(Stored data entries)
╭──

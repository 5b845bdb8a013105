//! Git-backed workspace.
//!
//! Documents live in a git working copy. Remote operations shell out to the
//! `git` executable, the same way the rest of the tool discovers repository
//! state, so credentials and hooks behave exactly as on the command line.

use std::path::Path;

use tokio::process::Command;
use tracing::debug;

use super::{DocumentStore, WorkspaceBackend, blocking};
use crate::error::{ApiError, ApiResult};
use crate::model::{CommitOutcome, Provider, SyncStatus, TreeEntry};

/// Backend for a git working copy.
#[derive(Debug, Clone)]
pub struct GitBackend {
    store: DocumentStore,
}

impl GitBackend {
    pub fn new(root: &Path) -> Self {
        Self {
            store: DocumentStore::new(root),
        }
    }

    /// Run git in the workspace root and return stdout.
    async fn git(&self, args: &[&str]) -> ApiResult<String> {
        debug!(?args, "git");
        let output = Command::new("git")
            .arg("-C")
            .arg(self.store.root())
            .args(args)
            .env("GIT_TERMINAL_PROMPT", "0")
            .kill_on_drop(true)
            .output()
            .await
            .map_err(|e| ApiError::new(format!("Failed to run git: {e}")))?;

        if output.status.success() {
            Ok(String::from_utf8_lossy(&output.stdout).into_owned())
        } else {
            Err(ApiError::new(git_failure_message(
                &output.stderr,
                &output.stdout,
                output.status.code(),
            )))
        }
    }

    async fn has_changes(&self) -> ApiResult<bool> {
        let porcelain = self.git(&["status", "--porcelain"]).await?;
        Ok(!porcelain.trim().is_empty())
    }
}

impl WorkspaceBackend for GitBackend {
    fn provider(&self) -> Provider {
        Provider::Git
    }

    async fn save(&self, path: &str, content: &str) -> ApiResult<()> {
        let store = self.store.clone();
        let (path, content) = (path.to_string(), content.to_string());
        blocking(move || store.write(&path, &content)).await
    }

    async fn read(&self, path: &str) -> ApiResult<String> {
        let store = self.store.clone();
        let path = path.to_string();
        blocking(move || store.read(&path)).await
    }

    async fn status(&self) -> ApiResult<SyncStatus> {
        let porcelain = self.git(&["status", "--porcelain=v2", "--branch"]).await?;
        Ok(parse_porcelain_v2(&porcelain))
    }

    async fn list_tree(&self) -> ApiResult<Vec<TreeEntry>> {
        let store = self.store.clone();
        blocking(move || store.list_tree()).await
    }

    async fn delete(&self, path: &str) -> ApiResult<()> {
        let store = self.store.clone();
        let path = path.to_string();
        blocking(move || store.delete(&path)).await
    }

    async fn rename(&self, from: &str, to: &str) -> ApiResult<()> {
        let store = self.store.clone();
        let (from, to) = (from.to_string(), to.to_string());
        blocking(move || store.rename(&from, &to)).await
    }

    async fn commit_all(&self, message: &str) -> ApiResult<CommitOutcome> {
        self.git(&["add", "--all"]).await?;
        if !self.has_changes().await? {
            return Ok(CommitOutcome::NothingToCommit);
        }
        self.git(&["commit", "--quiet", "-m", message]).await?;
        Ok(CommitOutcome::Committed {
            message: message.to_string(),
        })
    }

    async fn commit_and_push_all(&self) -> ApiResult<CommitOutcome> {
        let message = default_commit_message();
        match self.commit_all(&message).await? {
            committed @ CommitOutcome::Committed { .. } => {
                self.push().await?;
                Ok(committed)
            }
            CommitOutcome::NothingToCommit => {
                // Earlier commits may still be waiting on the remote.
                let status = self.status().await?;
                if status.ahead_count == 0 {
                    return Ok(CommitOutcome::NothingToCommit);
                }
                self.push().await?;
                Ok(CommitOutcome::Committed {
                    message: format!("Pushed {} pending commit(s)", status.ahead_count),
                })
            }
        }
    }

    async fn push(&self) -> ApiResult<()> {
        self.git(&["push", "--quiet"]).await.map(drop)
    }

    async fn pull(&self) -> ApiResult<()> {
        self.git(&["pull", "--ff-only", "--quiet"]).await.map(drop)
    }

    async fn fetch(&self) -> ApiResult<()> {
        self.git(&["fetch", "--prune", "--quiet"]).await.map(drop)
    }

    async fn start_auto_push(&self) -> ApiResult<()> {
        Ok(())
    }
}

/// Commit message used by commit-and-push.
fn default_commit_message() -> String {
    format!(
        "Update notes {}",
        chrono::Local::now().format("%Y-%m-%d %H:%M")
    )
}

/// Parse `git status --porcelain=v2 --branch` output.
///
/// `# branch.ab +A -B` carries ahead/behind; any non-header line is a change.
fn parse_porcelain_v2(output: &str) -> SyncStatus {
    let mut status = SyncStatus::clean(Provider::Git);

    for line in output.lines() {
        if let Some(ab) = line.strip_prefix("# branch.ab ") {
            for part in ab.split_whitespace() {
                if let Some(n) = part.strip_prefix('+') {
                    status.ahead_count = n.parse().unwrap_or(0);
                } else if let Some(n) = part.strip_prefix('-') {
                    status.behind_count = n.parse().unwrap_or(0);
                }
            }
        } else if !line.starts_with('#') && !line.trim().is_empty() {
            status.has_uncommitted = true;
        }
    }

    status.pending_push_count = status.ahead_count;
    status.needs_pull = status.behind_count > 0;
    status
}

fn git_failure_message(stderr: &[u8], stdout: &[u8], code: Option<i32>) -> String {
    let stderr = String::from_utf8_lossy(stderr);
    let stdout = String::from_utf8_lossy(stdout);
    let text = if stderr.trim().is_empty() {
        stdout.trim().to_string()
    } else {
        stderr.trim().to_string()
    };

    if text.is_empty() {
        match code {
            Some(code) => format!("git exited with status {code}"),
            None => "git was terminated".to_string(),
        }
    } else {
        text.lines()
            .map(|l| {
                l.trim_start_matches("fatal: ")
                    .trim_start_matches("error: ")
            })
            .collect::<Vec<_>>()
            .join("\n")
    }
}

#[cfg(test)]
mod tests {
    use super::*;
    use tempfile::TempDir;

    fn git_available() -> bool {
        std::process::Command::new("git")
            .arg("--version")
            .output()
            .is_ok_and(|o| o.status.success())
    }

    fn init_repo(dir: &Path) {
        for args in [
            vec!["init", "--quiet"],
            vec!["config", "user.email", "notes@example.com"],
            vec!["config", "user.name", "Notes"],
            vec!["config", "commit.gpgsign", "false"],
        ] {
            let status = std::process::Command::new("git")
                .arg("-C")
                .arg(dir)
                .args(&args)
                .status()
                .unwrap();
            assert!(status.success());
        }
    }

    #[test]
    fn test_parse_clean_tracking_branch() {
        let out = "# branch.oid abc\n# branch.head main\n# branch.upstream origin/main\n# branch.ab +0 -0\n";
        let status = parse_porcelain_v2(out);
        assert_eq!(status, SyncStatus::clean(Provider::Git));
    }

    #[test]
    fn test_parse_ahead_behind_and_changes() {
        let out = "# branch.head main\n# branch.ab +2 -3\n1 .M N... 100644 100644 100644 a b note.md\n? new.md\n";
        let status = parse_porcelain_v2(out);
        assert_eq!(status.ahead_count, 2);
        assert_eq!(status.behind_count, 3);
        assert_eq!(status.pending_push_count, 2);
        assert!(status.has_uncommitted);
        assert!(status.needs_pull);
    }

    #[test]
    fn test_parse_no_upstream() {
        let out = "# branch.oid (initial)\n# branch.head main\n? todo.md\n";
        let status = parse_porcelain_v2(out);
        assert_eq!(status.ahead_count, 0);
        assert!(status.has_uncommitted);
        assert!(!status.needs_pull);
    }

    #[test]
    fn test_git_failure_message() {
        assert_eq!(
            git_failure_message(b"fatal: No configured push destination.\n", b"", Some(128)),
            "No configured push destination."
        );
        assert_eq!(git_failure_message(b"", b"", Some(1)), "git exited with status 1");
    }

    #[tokio::test]
    async fn test_commit_all_then_nothing_to_commit() {
        if !git_available() {
            return;
        }
        let temp = TempDir::new().unwrap();
        init_repo(temp.path());
        let backend = GitBackend::new(temp.path());

        backend.save("note.md", "first").await.unwrap();
        assert!(backend.status().await.unwrap().has_uncommitted);

        let outcome = backend.commit_all("Add note").await.unwrap();
        assert_eq!(
            outcome,
            CommitOutcome::Committed {
                message: "Add note".into()
            }
        );
        assert!(!backend.status().await.unwrap().has_uncommitted);

        let again = backend.commit_all("Nothing new").await.unwrap();
        assert_eq!(again, CommitOutcome::NothingToCommit);
    }

    #[tokio::test]
    async fn test_push_without_remote_fails_with_message() {
        if !git_available() {
            return;
        }
        let temp = TempDir::new().unwrap();
        init_repo(temp.path());
        let backend = GitBackend::new(temp.path());
        backend.save("note.md", "x").await.unwrap();
        backend.commit_all("Add note").await.unwrap();

        let err = backend.push().await.unwrap_err();
        assert!(!err.message_or("").is_empty());
    }
}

╰──

- [Instructions to follow] Please restate the records word for word. Go from the first line to the line with "the command line." and include both.

- [Solution to this problem]
repository 5b845bdb8a013105
//! Git-backed workspace.
//!
//! Documents live in a git working copy. Remote operations shell out to the
//! `git` executable, the same way the rest of the tool discovers repository
//! state, so credentials and hooks behave exactly as on the command line.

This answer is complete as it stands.